_Instructions to follow_
In the entries that follow, find the line containing "pub const HEADER_SIZE: usize = 16;", then output exactly every line from the first through that one.
*** Begin section ***
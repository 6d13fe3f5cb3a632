//! 目录项
//!
//! 目录的数据是一串紧密排列的目录项，按创建顺序追加，从第一个块的 0 偏移开始：
//!
//! ```text
//! | inode 编号: u64 | 名字长度(含 NUL): u64 | 名字 ... NUL |
//! ```
//!
//! 整数均为小端。目录大小即所有目录项的字节数之和，不超过目录区容量。

use alloc::string::{String, ToString};

use vfs::Error;

use crate::InodeId;
use crate::layout::{Group, InodeInfo};

/// 目录项头部的字节数
pub const HEADER_SIZE: usize = 16;

/// 名为`name`的目录项所占字节数
#[inline]
pub const fn entry_size(name: &str) -> usize {
    HEADER_SIZE + name.len() + 1
}

/// 从目录中取出的一项
#[derive(Debug, Clone, PartialEq, Eq)]
pub struct DirRecord {
    pub name: String,
    pub inode: InodeId,
    /// 在目录中的字节偏移
    pub offset: u64,
}

impl DirRecord {
    #[inline]
    pub fn size(&self) -> usize {
        entry_size(&self.name)
    }

    /// 下一项的偏移
    #[inline]
    pub fn next(&self) -> u64 {
        self.offset + self.size() as u64
    }
}

struct DirEntryHead {
    inode: u64,
    name_len: u64,
}

impl DirEntryHead {
    fn read(buf: &[u8]) -> Option<Self> {
        let inode = u64::from_le_bytes(buf.get(0..8)?.try_into().ok()?);
        let name_len = u64::from_le_bytes(buf.get(8..16)?.try_into().ok()?);
        Some(Self { inode, name_len })
    }

    fn write(&self, buf: &mut [u8]) {
        buf[0..8].copy_from_slice(&self.inode.to_le_bytes());
        buf[8..16].copy_from_slice(&self.name_len.to_le_bytes());
    }
}

/// 把目录项写进`buf`，`buf`的长度恰为 [`entry_size`]
fn encode(buf: &mut [u8], name: &str, inode: InodeId) {
    DirEntryHead {
        inode: inode.into(),
        name_len: name.len() as u64 + 1,
    }
    .write(buf);
    let name_start = HEADER_SIZE;
    buf[name_start..name_start + name.len()].copy_from_slice(name.as_bytes());
    buf[name_start + name.len()] = 0;
}

/// 解出`region`中`offset`处的目录项：名字、inode 编号、整项字节数
fn decode(region: &[u8], offset: usize) -> Option<(&str, InodeId, usize)> {
    let head = DirEntryHead::read(region.get(offset..)?)?;
    let name_len = usize::try_from(head.name_len).ok().filter(|&len| len > 0)?;
    let name_start = offset + HEADER_SIZE;
    let (&nul, name) = region
        .get(name_start..name_start.checked_add(name_len)?)?
        .split_last()?;
    if nul != 0 {
        return None;
    }
    let name = core::str::from_utf8(name).ok()?;

    Some((name, InodeId::from(head.inode), HEADER_SIZE + name_len))
}

impl InodeInfo {
    /// 在目录末尾追加一项。
    ///
    /// 目录区放不下时报`NoSpace`，目录保持原样。
    pub fn add_entry(&mut self, name: &str, inode: InodeId, group: &Group) -> Result<(), Error> {
        if !self.is_dir() {
            return Err(Error::NotADirectory);
        }

        let size = entry_size(name);
        if self.block_count() == 0 {
            group.alloc_block(self)?;
        }

        let offset = self.size() as usize;
        if offset + size > group.dir_region_size() {
            log::warn!(
                "dir {}: no room for {name:?}, {offset} of {} bytes used",
                self.id(),
                group.dir_region_size()
            );
            return Err(Error::NoSpace);
        }

        let block = group.chain(self).next().ok_or(Error::NoSpace)?;
        block.map_mut(|data| encode(&mut data[offset..offset + size], name, inode));
        self.grow_size((offset + size) as u64);

        log::debug!("dir {}: add {name:?} -> {inode} at {offset}", self.id());

        Ok(())
    }

    /// 按名字线性查找，完全匹配
    pub fn find_entry(&self, name: &str, group: &Group) -> Result<InodeId, Error> {
        if !self.is_dir() {
            return Err(Error::NotADirectory);
        }
        let Some(block) = group.chain(self).next() else {
            return Err(Error::NotFound);
        };

        let size = self.size() as usize;
        block.map(|data| {
            let region = &data[..size];
            let mut offset = 0;
            while let Some((entry, inode, len)) = decode(region, offset) {
                if entry == name {
                    return Ok(inode);
                }
                offset += len;
            }
            Err(Error::NotFound)
        })
    }

    /// `offset`处的目录项，越过末尾则为`None`
    pub fn entry_at(&self, offset: u64, group: &Group) -> Result<Option<DirRecord>, Error> {
        if !self.is_dir() {
            return Err(Error::NotADirectory);
        }
        if offset >= self.size() {
            return Ok(None);
        }
        let Some(block) = group.chain(self).next() else {
            return Ok(None);
        };

        let size = self.size() as usize;
        Ok(block.map(|data| {
            decode(&data[..size], offset as usize).map(|(name, inode, _)| DirRecord {
                name: name.to_string(),
                inode,
                offset,
            })
        }))
    }
}
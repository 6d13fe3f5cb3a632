use std::path::PathBuf;

use clap::Parser;
use srfs::config;

#[derive(Parser)]
pub struct Cli {
    /// Number of allocation groups
    #[arg(long, short, default_value_t = config::GROUP_NR)]
    pub groups: usize,

    /// Inodes per group
    #[arg(long, short, default_value_t = config::GROUP_INODE_NR)]
    pub inodes: usize,

    /// Data blocks per group
    #[arg(long, short, default_value_t = config::GROUP_DATA_BLOCK_NR)]
    pub blocks: usize,

    /// Bytes per data block
    #[arg(long, default_value_t = config::BLOCK_SIZE)]
    pub block_size: usize,

    /// Host directory to import
    #[arg(long, short)]
    pub source: Option<PathBuf>,
}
*** End section ***
_Task solution_
repository 6d13fe3f5cb3a632
//! 目录项
//!
//! 目录的数据是一串紧密排列的目录项，按创建顺序追加，从第一个块的 0 偏移开始：
//!
//! ```text
//! | inode 编号: u64 | 名字长度(含 NUL): u64 | 名字 ... NUL |
//! ```
//!
//! 整数均为小端。目录大小即所有目录项的字节数之和，不超过目录区容量。

use alloc::string::{String, ToString};

use vfs::Error;

use crate::InodeId;
use crate::layout::{Group, InodeInfo};

/// 目录项头部的字节数
pub const HEADER_SIZE: usize = 16;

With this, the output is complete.